There he lies, the gallant warrior, the inspired, noble poet; his broken eyes are turned to heaven; his blue, cold lips are opened and wearily stammering a few disconnected words. Perhaps he thinks in this last hour of the last words of his last poem. Perhaps his stiffening lips murmured these words which his mangled hand had written just before the battle:
"Death for one's fatherland is ever honorable. How gladly will I die that noble death When my destiny calls!"
Yes, death might have been beautiful, but fate is never propitious to German poets. It would have been noble and sweet to die in the wild tumult of battle, under the sound of trumpets, amid the shouts of victory; sweet thus, with a smile upon the lip to yield up the immortal spirit.

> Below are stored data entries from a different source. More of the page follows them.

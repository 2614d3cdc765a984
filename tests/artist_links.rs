//! Identifier round trips and artist browsing against the in-memory backend

use std::sync::Arc;
use std::time::Duration;

use hallon::binding::{from_link, to_link, wait_until_loaded, LinkKind, Linkable, Loadable};
use hallon::model::{Artist, Image, Search, Track, DEFAULT_SEARCH_PARAMETERS};
use hallon::native::memory::MemoryCatalog;
use hallon::native::{ArtistBrowseType, Engine, ErrorCode, ImageSize};
use hallon::{HallonError, Link, Session};

const PANTERA: &str = "spotify:artist:1Fmb52lZ6Jv7FMWXXTPO3K";
const TIMEOUT: Option<Duration> = Some(Duration::from_secs(5));

fn setup() -> (Arc<Engine>, Session) {
    let engine = Engine::start(MemoryCatalog::demo()).unwrap();
    let session = Session::new(engine.clone()).unwrap();
    (engine, session)
}

#[tokio::test]
async fn test_artist_link_round_trip_keeps_native_reference() {
    let (_engine, session) = setup();

    let artist = Artist::new(&session, PANTERA).unwrap();
    wait_until_loaded(&artist, TIMEOUT).await.unwrap();
    assert_eq!(artist.name().await.unwrap(), "Pantera");
    assert_eq!(artist.status(), ErrorCode::Ok);

    let link = to_link(&artist).unwrap();
    assert_eq!(link.kind(), LinkKind::Artist);
    assert_eq!(link.as_str(), PANTERA);

    let again: Artist = from_link::<Artist>(&session, link.as_str()).unwrap();
    assert_eq!(again.raw(), artist.raw());
}

#[tokio::test]
async fn test_search_result_and_link_share_the_artist() {
    let (_engine, session) = setup();

    let search = Search::new(&session, "metallica", DEFAULT_SEARCH_PARAMETERS)
        .unwrap()
        .load(TIMEOUT)
        .await
        .unwrap();
    let found = search.artists().get(0).unwrap().unwrap();
    let linked = Artist::new(&session, &to_link(&found).unwrap().to_string()).unwrap();

    assert_eq!(linked.raw(), found.raw());
    assert!(linked.is_loaded());
}

#[tokio::test]
async fn test_invalid_identifiers_fail_before_native_calls() {
    let (engine, session) = setup();
    let baseline = engine.live_objects();

    for input in [
        "",
        "pantera",
        "spotify:artist:",
        "spotify:artist:not-an-id!",
        "itunes:artist:1Fmb52lZ6Jv7FMWXXTPO3K",
        "spotify:band:1Fmb52lZ6Jv7FMWXXTPO3K",
        "spotify:track:6Ot9S1Rwyk0UwE1VRl0SaB",
    ] {
        let error = Artist::new(&session, input).unwrap_err();
        assert!(
            matches!(error, HallonError::InvalidIdentifier { expected: "artist", .. }),
            "{input}: {error:?}"
        );
    }
    assert!(matches!(
        Track::new(&session, PANTERA),
        Err(HallonError::InvalidIdentifier { expected: "track", .. })
    ));

    assert_eq!(engine.live_objects(), baseline);
}

#[tokio::test]
async fn test_web_url_is_accepted() {
    let (_engine, session) = setup();

    let artist = Artist::new(
        &session,
        "https://open.spotify.com/artist/1Fmb52lZ6Jv7FMWXXTPO3K?si=abc",
    )
    .unwrap();
    assert_eq!(to_link(&artist).unwrap().as_str(), PANTERA);
}

#[tokio::test]
async fn test_search_identifier_decodes_to_query() {
    let (_engine, session) = setup();

    let link = Link::search("master of puppets");
    assert_eq!(link.as_str(), "spotify:search:master+of+puppets");
    assert_eq!(from_link::<Search>(&session, link.as_str()).unwrap(), "master of puppets");

    let search = Search::new(&session, link.as_str(), DEFAULT_SEARCH_PARAMETERS)
        .unwrap()
        .load(TIMEOUT)
        .await
        .unwrap();
    assert_eq!(search.query().await.unwrap(), "master of puppets");
    assert_eq!(search.tracks().size(), 1);
    assert_eq!(to_link(&search).unwrap(), link);

    assert!(matches!(
        from_link::<Search>(&session, PANTERA),
        Err(HallonError::InvalidIdentifier { expected: "search", .. })
    ));
}

#[tokio::test]
async fn test_portraits() {
    let (_engine, session) = setup();

    let artist = Artist::new(&session, PANTERA).unwrap();
    wait_until_loaded(&artist, TIMEOUT).await.unwrap();

    let link = artist.portrait_link(ImageSize::Normal).unwrap();
    assert_eq!(link.as_str(), "spotify:image:ab67616100005174");
    assert!(artist.portrait_link(ImageSize::Small).is_none());

    let portrait = artist.portrait(ImageSize::Large).unwrap();
    assert!(portrait.is_loaded());
    let same = Image::new(&session, to_link(&portrait).unwrap().as_str()).unwrap();
    assert_eq!(same.raw(), portrait.raw());
}

#[tokio::test]
async fn test_artist_browse() {
    let (engine, session) = setup();
    let baseline = engine.live_objects();

    {
        let artist = Artist::new(&session, PANTERA).unwrap();
        let browse = artist
            .browse(ArtistBrowseType::Full)
            .unwrap()
            .load(TIMEOUT)
            .await
            .unwrap();
        assert_eq!(browse.status(), ErrorCode::Ok);
        assert_eq!(
            browse.biography().await.unwrap(),
            "Groove metal band formed in Arlington, Texas."
        );
        assert_eq!(browse.artist().await.unwrap().raw(), artist.raw());

        let mut tracks = Vec::new();
        for track in browse.tracks().iter().flatten() {
            tracks.push(track.name().await.unwrap());
        }
        assert_eq!(tracks, vec!["Walk".to_string(), "Mouth for War".to_string()]);
        assert_eq!(browse.tracks().total(), 2);
        assert_eq!(browse.albums().size(), 1);
        assert_eq!(browse.portraits().size(), 2);
        let portrait = browse.portraits().get(0).unwrap().unwrap();
        assert_eq!(
            portrait.raw(),
            artist.portrait(ImageSize::Normal).unwrap().raw()
        );

        let album = browse.albums().get(0).unwrap().unwrap();
        assert_eq!(album.year().await.unwrap(), Some(1992));
        assert_eq!(album.artist().unwrap().raw(), artist.raw());
    }

    assert_eq!(engine.live_objects(), baseline);
}

#[tokio::test]
async fn test_browse_without_tracks() {
    let (_engine, session) = setup();

    let artist = Artist::new(&session, PANTERA).unwrap();
    let browse = artist
        .browse(ArtistBrowseType::NoTracks)
        .unwrap()
        .load(TIMEOUT)
        .await
        .unwrap();
    assert!(browse.tracks().is_empty());
    assert_eq!(browse.albums().size(), 1);
}

#[tokio::test]
async fn test_unknown_artist_loads_empty() {
    let (_engine, session) = setup();

    let artist = Artist::new(&session, "spotify:artist:0000000000000000000000").unwrap();
    wait_until_loaded(&artist, TIMEOUT).await.unwrap();
    assert_eq!(artist.status(), ErrorCode::OtherPermanent);
    assert_eq!(artist.name().await.unwrap(), "");
}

Ewald von Kleist, the German poet, received his death-wound upon the field of battle, but he did not die there; he lives, he knows that the battle is lost, that his blood has been shed in vain. The Cossack has come down into his grave--with greedy eyes he gazes at the rich booty. This bleeding, mangled body--this is to the Cossack not a man, it is only a uniform which is his; with hands trembling with greed he tears it from the quivering, bleeding form. What to him is the death-rattle and the blood--even the bloody shirt dying frame. [Footnote: "History of the Seven Years' War."--Thiebault, 363.] The Prussian warrior, the German poet, lay there naked, his own blood alone covered his wounded body, wrapped it in a purple mantle, worthy of the poet's crown with which his countrymen had decked his brow.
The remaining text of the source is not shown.